The second novel in the series, The James Dean Affair, made it to number one on the Los Angeles Times bestseller list just three weeks after its release. The plot finds the former husband and wife—Gulliver and Marriner—best friends and now involved in a murder investigation. At a ceremony attended by the couple to launch a James Dean commemorative stamp, Marriner's soap opera costar, also a former Dean costar, is shot dead by a man who appears to be Dean himself. It is rumored that Dean survived his 1955 car crash and is murdering former co-stars, including Natalie Wood and Sal Mineo. Gulliver seeks advice from his father, who once played a role in Dean's movie, Giant, and who also believes Dean is alive. As more of Dean's costars die, Gulliver fears for his father's life. K. W. Becker, who reviewed the novel for Mystery Reader, wrote that "Levinson takes liberties that are perilously close to libel to develop a shaky story that doesn't hold together and quickly loses the reader's interest. . . . The body count is high, the entertainment value is low." In another review, Booklist contributor Jenny McLarin wrote, "Although the convoluted, implausible plot may annoy some readers . . . the smart-alecky dialogue helps keep your mind off the plot."
Levinson's third and fourth novels, The John Lennon Affair and Hot Paint, resurrect his motif of tying a factual celebrity death to a fictionalized crime, solved by the unconventional former husband-and-wife amateur-detective team. Of The John Lennon Affair, which also made the Los Angeles Times bestseller list, Gary Niebuhr commented in Booklist that "A convoluted plot . . . makes for challenging and occasionally frustrating reading." Rex Klett, however, wrote in a review for Library Journal that the novel has "Wonderful dialog, great plotting, plentiful Hollywood tidbits, and literate prose."
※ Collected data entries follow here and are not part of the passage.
use schemars::JsonSchema;
use serde::{Deserialize, Serialize};

/// Everything a caller wants done to one manifest in a single run.
///
/// Entries are applied in the order: `add`, `relocate`, `repoint`, `remove`.
#[derive(Debug, Clone, Default, PartialEq, Eq, Serialize, Deserialize, JsonSchema)]
pub struct ChangeSet {
    #[serde(default)]
    pub add: Vec<FileAddition>,
    #[serde(default)]
    pub relocate: Vec<Relocation>,
    #[serde(default)]
    pub repoint: Vec<PackageRepoint>,
    /// Product names of package dependencies to remove.
    #[serde(default)]
    pub remove: Vec<String>,
}

impl ChangeSet {
    pub fn is_empty(&self) -> bool {
        self.add.is_empty()
            && self.relocate.is_empty()
            && self.repoint.is_empty()
            && self.remove.is_empty()
    }

    pub fn len(&self) -> usize {
        self.add.len() + self.relocate.len() + self.repoint.len() + self.remove.len()
    }
}

/// A source file to reference, group and optionally compile.
#[derive(Debug, Clone, PartialEq, Eq, Serialize, Deserialize, JsonSchema)]
pub struct FileAddition {
    /// Path relative to the containing group, e.g. `AI/Core/Agent.swift`.
    pub path: String,
    /// `lastKnownFileType`. Inferred from the extension when omitted.
    #[serde(default)]
    pub kind: Option<String>,
    /// Group whose `children` receive the new reference.
    #[serde(default)]
    pub group: Option<String>,
    /// Build phase for compiled files. Defaults to `Sources`; ignored for headers.
    #[serde(default)]
    pub phase: Option<String>,
    /// Target owning the phase, needed when several targets share a phase name.
    #[serde(default)]
    pub target: Option<String>,
    /// Skip the build phase even for compiled files.
    #[serde(default)]
    pub no_build: bool,
    /// Reuse an existing reference with the same path instead of adding another.
    #[serde(default)]
    pub idempotent: bool,
}

impl FileAddition {
    pub fn new(path: impl Into<String>) -> Self {
        Self {
            path: path.into(),
            kind: None,
            group: None,
            phase: None,
            target: None,
            no_build: false,
            idempotent: false,
        }
    }
}

/// Rewrite of one file reference's `path`.
#[derive(Debug, Clone, PartialEq, Eq, Serialize, Deserialize, JsonSchema)]
pub struct Relocation {
    pub from: String,
    pub to: String,
    /// Only consider references that are children of this group.
    #[serde(default)]
    pub group: Option<String>,
}

/// Move a remote package reference to another repository URL.
#[derive(Debug, Clone, PartialEq, Eq, Serialize, Deserialize, JsonSchema)]
pub struct PackageRepoint {
    pub from_url: String,
    pub to_url: String,
}

/// Identifies a build phase, optionally through the target that owns it.
#[derive(Debug, Clone, PartialEq, Eq)]
pub struct PhaseSelector {
    pub name: String,
    pub target: Option<String>,
}

impl PhaseSelector {
    pub fn named(name: impl Into<String>) -> Self {
        Self {
            name: name.into(),
            target: None,
        }
    }

    pub fn in_target(name: impl Into<String>, target: impl Into<String>) -> Self {
        Self {
            name: name.into(),
            target: Some(target.into()),
        }
    }
}

impl std::fmt::Display for PhaseSelector {
    fn fmt(&self, f: &mut std::fmt::Formatter<'_>) -> std::fmt::Result {
        match &self.target {
            Some(target) => write!(f, "{} ({})", self.name, target),
            None => f.write_str(&self.name),
        }
    }
}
Regarding Hot Paint, a critic for Publishers Weekly wrote: "There's almost too much going on here, making the plot difficult to follow at times, but Levinson, a veteran art columnist and critic, reveals plenty of substance under the glitz." The novel's plot is triggered when a collection of Andy Warhol silk screens are presented to Marriner by a well-known gangster. Gulliver and Marriner discover one print missing, and their investigation leads them to the underground trade of stolen masterpieces, for which collectors kill, and to works of art that the Nazis had confiscated from Jewish collectors. John Austin commented on the Books of the Month Web site: "It is a brilliantly plotted, and exceedingly clever telling of a subject not too many novelists have gone into: the ongoing efforts to recover and return to the legal owners among surviving Jewish families, art treasures stolen during the Holocaust years." Austin commended Levinson for his "painstaking and thorough research."
BIOGRAPHICAL AND CRITICAL SOURCES:
periodicals
Booklist, August, 1999, Whitney Scott and Emily Melton, review of The Elvis and Marilyn Affair, p. 2035; August, 2000, Jenny McLarin, review of A James Dean Affair, p. 2120; July, 2001, Gary Niebuhr, review of The John Lennon Affair, p. 1987.
Kirkus Reviews, August 16, 1999, review of The Elvis and Marilyn Affair, p. 989; June 15, 2000, review of The James Dean Affair, p. 837; August, 2001, review of The John Lennon Affair, p. 835; June 1, 2002, review of Hot Paint, p. 774.
Library Journal, August, 2001, review of The JohnLennon Affair, p. 169.
Publishers Weekly, July 12, 1999, review of The Elvis and Marilyn Affair, p. 80; July 10, 2000, review of The James Dean Affair, p. 48; July 16, 2001, review of The John Lennon Affair, p. 158; July 15, 2002, review of Hot Paint, p. 56.
online
Books of the Month Web site,http://www.ez2.net/ (October 29, 2002), John Austin, review of Hot Paint.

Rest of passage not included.